What to do: Below are entries; print them exactly from the first line through the one containing "the standard email claim".

Dataset entries:
|---|
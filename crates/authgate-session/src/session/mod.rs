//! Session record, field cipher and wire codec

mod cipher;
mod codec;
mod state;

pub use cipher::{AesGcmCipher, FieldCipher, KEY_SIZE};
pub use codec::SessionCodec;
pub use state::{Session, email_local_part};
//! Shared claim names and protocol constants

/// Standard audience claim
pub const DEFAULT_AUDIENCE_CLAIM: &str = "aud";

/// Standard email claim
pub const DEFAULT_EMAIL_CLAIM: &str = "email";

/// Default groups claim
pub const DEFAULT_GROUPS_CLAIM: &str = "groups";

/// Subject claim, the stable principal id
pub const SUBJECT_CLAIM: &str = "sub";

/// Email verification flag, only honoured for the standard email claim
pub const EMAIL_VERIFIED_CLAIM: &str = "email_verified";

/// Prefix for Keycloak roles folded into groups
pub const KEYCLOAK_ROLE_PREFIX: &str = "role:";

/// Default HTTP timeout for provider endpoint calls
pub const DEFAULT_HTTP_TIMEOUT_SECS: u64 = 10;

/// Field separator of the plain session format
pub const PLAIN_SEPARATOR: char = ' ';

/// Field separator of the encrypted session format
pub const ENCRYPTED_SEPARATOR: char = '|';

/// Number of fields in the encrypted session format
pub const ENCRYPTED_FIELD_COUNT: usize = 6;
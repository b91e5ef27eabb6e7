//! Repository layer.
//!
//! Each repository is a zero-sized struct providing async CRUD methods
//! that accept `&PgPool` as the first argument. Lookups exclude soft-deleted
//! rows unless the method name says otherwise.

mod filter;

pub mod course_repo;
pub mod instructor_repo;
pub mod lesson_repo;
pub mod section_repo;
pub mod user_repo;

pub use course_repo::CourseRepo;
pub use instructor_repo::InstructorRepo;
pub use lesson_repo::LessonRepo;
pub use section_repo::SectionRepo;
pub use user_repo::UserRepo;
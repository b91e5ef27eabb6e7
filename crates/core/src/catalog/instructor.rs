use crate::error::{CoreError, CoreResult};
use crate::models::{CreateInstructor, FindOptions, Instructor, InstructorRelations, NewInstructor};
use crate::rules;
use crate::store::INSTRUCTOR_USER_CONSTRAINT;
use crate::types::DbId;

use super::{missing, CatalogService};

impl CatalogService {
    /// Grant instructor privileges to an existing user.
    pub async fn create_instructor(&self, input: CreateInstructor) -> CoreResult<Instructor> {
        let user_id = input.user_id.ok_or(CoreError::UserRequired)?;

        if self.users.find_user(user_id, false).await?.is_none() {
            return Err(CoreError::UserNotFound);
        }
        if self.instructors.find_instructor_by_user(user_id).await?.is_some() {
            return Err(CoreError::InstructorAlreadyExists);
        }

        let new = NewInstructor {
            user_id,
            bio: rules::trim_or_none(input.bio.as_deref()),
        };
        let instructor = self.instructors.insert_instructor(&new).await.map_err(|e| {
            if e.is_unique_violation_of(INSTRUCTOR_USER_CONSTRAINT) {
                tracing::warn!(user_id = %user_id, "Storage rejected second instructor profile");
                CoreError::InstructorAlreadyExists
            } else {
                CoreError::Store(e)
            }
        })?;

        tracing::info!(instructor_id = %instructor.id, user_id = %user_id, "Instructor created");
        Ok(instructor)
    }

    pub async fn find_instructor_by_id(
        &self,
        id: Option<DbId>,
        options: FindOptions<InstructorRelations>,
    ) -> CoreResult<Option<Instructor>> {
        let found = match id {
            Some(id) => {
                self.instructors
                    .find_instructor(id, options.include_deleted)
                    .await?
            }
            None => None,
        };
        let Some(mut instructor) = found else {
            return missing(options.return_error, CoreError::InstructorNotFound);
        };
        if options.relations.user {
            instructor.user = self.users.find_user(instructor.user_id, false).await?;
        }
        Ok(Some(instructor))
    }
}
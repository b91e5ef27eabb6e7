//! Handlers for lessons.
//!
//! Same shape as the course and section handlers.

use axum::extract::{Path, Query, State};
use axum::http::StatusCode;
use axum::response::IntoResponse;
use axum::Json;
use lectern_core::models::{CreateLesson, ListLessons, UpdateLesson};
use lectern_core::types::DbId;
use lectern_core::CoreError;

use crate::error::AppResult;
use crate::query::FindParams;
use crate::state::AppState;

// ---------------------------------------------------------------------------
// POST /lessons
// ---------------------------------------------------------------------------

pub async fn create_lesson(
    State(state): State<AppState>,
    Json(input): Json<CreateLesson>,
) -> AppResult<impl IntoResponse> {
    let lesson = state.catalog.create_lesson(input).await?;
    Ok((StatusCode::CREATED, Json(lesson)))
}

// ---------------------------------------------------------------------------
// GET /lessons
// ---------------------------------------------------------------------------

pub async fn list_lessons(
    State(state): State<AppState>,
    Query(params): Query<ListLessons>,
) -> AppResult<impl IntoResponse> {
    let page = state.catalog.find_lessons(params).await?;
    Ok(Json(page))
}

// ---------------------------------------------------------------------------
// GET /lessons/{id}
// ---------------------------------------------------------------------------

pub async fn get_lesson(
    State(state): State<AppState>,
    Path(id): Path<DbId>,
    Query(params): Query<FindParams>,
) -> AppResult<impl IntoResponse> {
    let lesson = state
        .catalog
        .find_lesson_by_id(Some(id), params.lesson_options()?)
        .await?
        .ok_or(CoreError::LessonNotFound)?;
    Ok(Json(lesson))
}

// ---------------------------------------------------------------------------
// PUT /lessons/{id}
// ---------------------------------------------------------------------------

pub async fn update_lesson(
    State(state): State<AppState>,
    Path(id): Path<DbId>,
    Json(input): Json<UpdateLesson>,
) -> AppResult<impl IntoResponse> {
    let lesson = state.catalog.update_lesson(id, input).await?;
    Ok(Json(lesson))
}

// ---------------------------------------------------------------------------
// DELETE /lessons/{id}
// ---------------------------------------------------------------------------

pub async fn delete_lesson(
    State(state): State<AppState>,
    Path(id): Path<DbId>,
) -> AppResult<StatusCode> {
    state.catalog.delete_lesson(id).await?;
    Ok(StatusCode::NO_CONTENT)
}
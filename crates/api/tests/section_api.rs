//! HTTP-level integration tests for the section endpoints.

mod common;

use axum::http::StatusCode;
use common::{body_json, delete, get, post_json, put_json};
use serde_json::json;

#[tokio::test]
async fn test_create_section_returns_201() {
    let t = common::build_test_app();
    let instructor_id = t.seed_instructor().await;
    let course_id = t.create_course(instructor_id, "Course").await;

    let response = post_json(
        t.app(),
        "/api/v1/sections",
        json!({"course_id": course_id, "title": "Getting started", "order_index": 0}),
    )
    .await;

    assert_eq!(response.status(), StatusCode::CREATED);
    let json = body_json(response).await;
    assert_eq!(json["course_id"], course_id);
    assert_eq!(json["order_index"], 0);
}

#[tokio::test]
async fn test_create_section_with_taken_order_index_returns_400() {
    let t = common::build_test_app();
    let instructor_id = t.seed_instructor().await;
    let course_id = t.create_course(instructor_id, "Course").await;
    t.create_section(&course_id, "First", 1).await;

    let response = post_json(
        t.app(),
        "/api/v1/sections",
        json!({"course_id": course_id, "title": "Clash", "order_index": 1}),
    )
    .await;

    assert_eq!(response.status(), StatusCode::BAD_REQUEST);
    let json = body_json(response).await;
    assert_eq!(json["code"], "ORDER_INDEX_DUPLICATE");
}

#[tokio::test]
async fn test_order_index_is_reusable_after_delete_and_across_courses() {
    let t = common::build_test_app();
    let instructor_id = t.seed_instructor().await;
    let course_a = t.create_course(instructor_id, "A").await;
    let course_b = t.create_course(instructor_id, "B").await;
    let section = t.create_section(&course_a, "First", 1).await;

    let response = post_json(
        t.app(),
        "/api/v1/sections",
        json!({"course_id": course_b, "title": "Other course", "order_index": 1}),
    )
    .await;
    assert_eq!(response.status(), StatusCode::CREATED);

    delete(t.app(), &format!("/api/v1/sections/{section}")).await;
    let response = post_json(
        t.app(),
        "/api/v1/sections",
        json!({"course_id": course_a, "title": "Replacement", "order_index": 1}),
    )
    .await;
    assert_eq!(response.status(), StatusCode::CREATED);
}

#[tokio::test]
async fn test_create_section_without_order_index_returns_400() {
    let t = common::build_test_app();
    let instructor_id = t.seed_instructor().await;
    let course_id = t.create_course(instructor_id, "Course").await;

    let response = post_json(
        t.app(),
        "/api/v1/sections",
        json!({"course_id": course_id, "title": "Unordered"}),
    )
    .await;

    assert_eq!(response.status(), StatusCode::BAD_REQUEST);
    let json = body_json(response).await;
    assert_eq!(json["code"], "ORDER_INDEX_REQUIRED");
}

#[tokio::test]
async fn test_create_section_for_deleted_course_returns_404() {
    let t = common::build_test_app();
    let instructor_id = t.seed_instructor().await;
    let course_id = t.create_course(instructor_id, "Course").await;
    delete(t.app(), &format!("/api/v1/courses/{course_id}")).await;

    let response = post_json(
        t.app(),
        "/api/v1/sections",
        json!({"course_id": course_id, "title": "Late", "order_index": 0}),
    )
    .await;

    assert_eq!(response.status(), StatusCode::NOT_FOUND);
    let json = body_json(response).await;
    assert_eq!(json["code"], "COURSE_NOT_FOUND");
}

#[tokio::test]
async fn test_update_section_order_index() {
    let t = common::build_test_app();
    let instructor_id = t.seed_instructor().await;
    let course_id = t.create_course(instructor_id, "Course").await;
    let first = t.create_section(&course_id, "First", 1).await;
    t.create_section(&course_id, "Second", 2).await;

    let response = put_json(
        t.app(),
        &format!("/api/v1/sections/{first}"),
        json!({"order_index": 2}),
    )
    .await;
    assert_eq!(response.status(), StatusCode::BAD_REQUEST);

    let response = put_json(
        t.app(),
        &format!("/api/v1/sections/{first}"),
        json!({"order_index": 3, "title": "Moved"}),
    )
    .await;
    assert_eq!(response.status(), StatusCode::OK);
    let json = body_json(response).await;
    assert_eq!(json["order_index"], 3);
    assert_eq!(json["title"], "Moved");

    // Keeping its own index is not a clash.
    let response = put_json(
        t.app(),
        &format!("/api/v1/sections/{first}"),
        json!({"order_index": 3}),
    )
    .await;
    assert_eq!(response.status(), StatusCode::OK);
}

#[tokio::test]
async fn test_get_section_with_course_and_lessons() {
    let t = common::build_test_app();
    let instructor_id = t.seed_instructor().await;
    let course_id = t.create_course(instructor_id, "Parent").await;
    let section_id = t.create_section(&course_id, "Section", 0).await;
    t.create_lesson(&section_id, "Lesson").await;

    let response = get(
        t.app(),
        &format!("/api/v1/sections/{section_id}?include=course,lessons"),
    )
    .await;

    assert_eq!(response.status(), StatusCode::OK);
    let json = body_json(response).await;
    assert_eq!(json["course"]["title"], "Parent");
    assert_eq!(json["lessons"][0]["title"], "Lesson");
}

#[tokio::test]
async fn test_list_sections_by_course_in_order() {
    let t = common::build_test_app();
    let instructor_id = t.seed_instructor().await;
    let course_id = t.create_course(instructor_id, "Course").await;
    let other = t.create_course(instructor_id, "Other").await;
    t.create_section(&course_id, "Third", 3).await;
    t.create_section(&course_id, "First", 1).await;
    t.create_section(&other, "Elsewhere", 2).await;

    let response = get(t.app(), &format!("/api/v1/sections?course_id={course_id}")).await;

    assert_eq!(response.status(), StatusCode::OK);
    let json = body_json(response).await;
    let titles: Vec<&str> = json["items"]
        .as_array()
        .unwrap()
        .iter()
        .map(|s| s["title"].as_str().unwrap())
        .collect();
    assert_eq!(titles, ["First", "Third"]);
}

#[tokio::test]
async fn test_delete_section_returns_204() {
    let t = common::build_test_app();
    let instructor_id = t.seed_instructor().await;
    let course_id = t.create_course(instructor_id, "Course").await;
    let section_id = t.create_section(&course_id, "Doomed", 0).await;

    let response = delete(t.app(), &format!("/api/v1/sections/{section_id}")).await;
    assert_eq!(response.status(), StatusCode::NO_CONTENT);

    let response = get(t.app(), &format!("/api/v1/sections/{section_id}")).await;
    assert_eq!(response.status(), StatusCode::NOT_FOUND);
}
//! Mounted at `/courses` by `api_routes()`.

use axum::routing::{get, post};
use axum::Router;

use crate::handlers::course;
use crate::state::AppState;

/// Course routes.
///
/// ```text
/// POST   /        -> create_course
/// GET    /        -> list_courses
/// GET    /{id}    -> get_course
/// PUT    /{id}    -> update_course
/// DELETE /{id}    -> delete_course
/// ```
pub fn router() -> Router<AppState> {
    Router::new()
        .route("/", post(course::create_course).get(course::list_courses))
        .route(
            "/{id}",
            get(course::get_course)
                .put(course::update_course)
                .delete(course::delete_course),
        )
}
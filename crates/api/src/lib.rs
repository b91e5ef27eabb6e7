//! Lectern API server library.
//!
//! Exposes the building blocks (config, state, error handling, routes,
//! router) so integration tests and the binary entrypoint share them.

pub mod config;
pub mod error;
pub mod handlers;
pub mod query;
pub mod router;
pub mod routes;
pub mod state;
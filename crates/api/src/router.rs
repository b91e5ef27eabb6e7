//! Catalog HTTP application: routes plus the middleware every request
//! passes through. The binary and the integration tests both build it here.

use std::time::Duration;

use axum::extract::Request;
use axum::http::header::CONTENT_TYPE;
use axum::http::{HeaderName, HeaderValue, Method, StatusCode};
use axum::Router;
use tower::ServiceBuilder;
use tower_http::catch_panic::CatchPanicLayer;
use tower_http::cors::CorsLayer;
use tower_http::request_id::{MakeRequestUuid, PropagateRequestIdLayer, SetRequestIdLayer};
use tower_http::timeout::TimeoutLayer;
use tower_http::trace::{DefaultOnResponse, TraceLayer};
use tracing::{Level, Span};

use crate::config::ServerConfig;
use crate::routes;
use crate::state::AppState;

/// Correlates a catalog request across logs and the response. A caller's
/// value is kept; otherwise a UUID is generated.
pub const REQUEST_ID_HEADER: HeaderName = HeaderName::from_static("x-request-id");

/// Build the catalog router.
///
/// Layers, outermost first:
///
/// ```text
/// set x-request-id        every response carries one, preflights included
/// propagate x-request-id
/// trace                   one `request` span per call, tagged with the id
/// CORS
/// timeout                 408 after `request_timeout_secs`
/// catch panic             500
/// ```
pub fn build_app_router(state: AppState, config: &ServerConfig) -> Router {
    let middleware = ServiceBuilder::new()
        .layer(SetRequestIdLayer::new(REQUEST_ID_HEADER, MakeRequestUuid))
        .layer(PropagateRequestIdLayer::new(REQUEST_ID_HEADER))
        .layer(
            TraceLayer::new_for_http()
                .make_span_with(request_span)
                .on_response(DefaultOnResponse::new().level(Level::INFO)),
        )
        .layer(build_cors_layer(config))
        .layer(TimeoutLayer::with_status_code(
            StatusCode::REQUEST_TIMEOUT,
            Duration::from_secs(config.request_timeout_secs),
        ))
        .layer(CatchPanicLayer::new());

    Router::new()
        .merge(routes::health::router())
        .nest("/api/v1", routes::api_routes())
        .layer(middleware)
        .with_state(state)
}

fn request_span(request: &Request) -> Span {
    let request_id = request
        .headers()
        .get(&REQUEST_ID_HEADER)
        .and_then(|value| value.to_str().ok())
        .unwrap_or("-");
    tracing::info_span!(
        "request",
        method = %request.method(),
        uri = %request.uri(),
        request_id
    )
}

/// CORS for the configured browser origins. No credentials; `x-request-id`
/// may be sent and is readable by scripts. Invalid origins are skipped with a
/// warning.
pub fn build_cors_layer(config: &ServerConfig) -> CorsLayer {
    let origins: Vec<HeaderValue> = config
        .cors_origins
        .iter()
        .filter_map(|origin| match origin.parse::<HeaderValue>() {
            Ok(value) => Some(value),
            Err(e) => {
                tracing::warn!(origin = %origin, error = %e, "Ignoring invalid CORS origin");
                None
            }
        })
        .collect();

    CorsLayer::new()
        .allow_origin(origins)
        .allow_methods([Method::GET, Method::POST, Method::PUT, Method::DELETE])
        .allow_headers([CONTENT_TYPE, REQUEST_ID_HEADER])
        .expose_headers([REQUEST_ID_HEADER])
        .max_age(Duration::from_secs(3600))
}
|---|
Solution:
filename crates/authgate-session/src/session/mod.rs
//! Session record, field cipher and wire codec

mod cipher;
mod codec;
mod state;

pub use cipher::{AesGcmCipher, FieldCipher, KEY_SIZE};
pub use codec::SessionCodec;
pub use state::{Session, email_local_part};
//! Shared claim names and protocol constants

/// Standard audience claim
pub const DEFAULT_AUDIENCE_CLAIM: &str = "aud";

/// Standard email claim
pub const DEFAULT_EMAIL_CLAIM: &str = "email";

/// Default groups claim
pub const DEFAULT_GROUPS_CLAIM: &str = "groups";

/// Subject claim, the stable principal id
pub const SUBJECT_CLAIM: &str = "sub";

/// Email verification flag, only honoured for the standard email claim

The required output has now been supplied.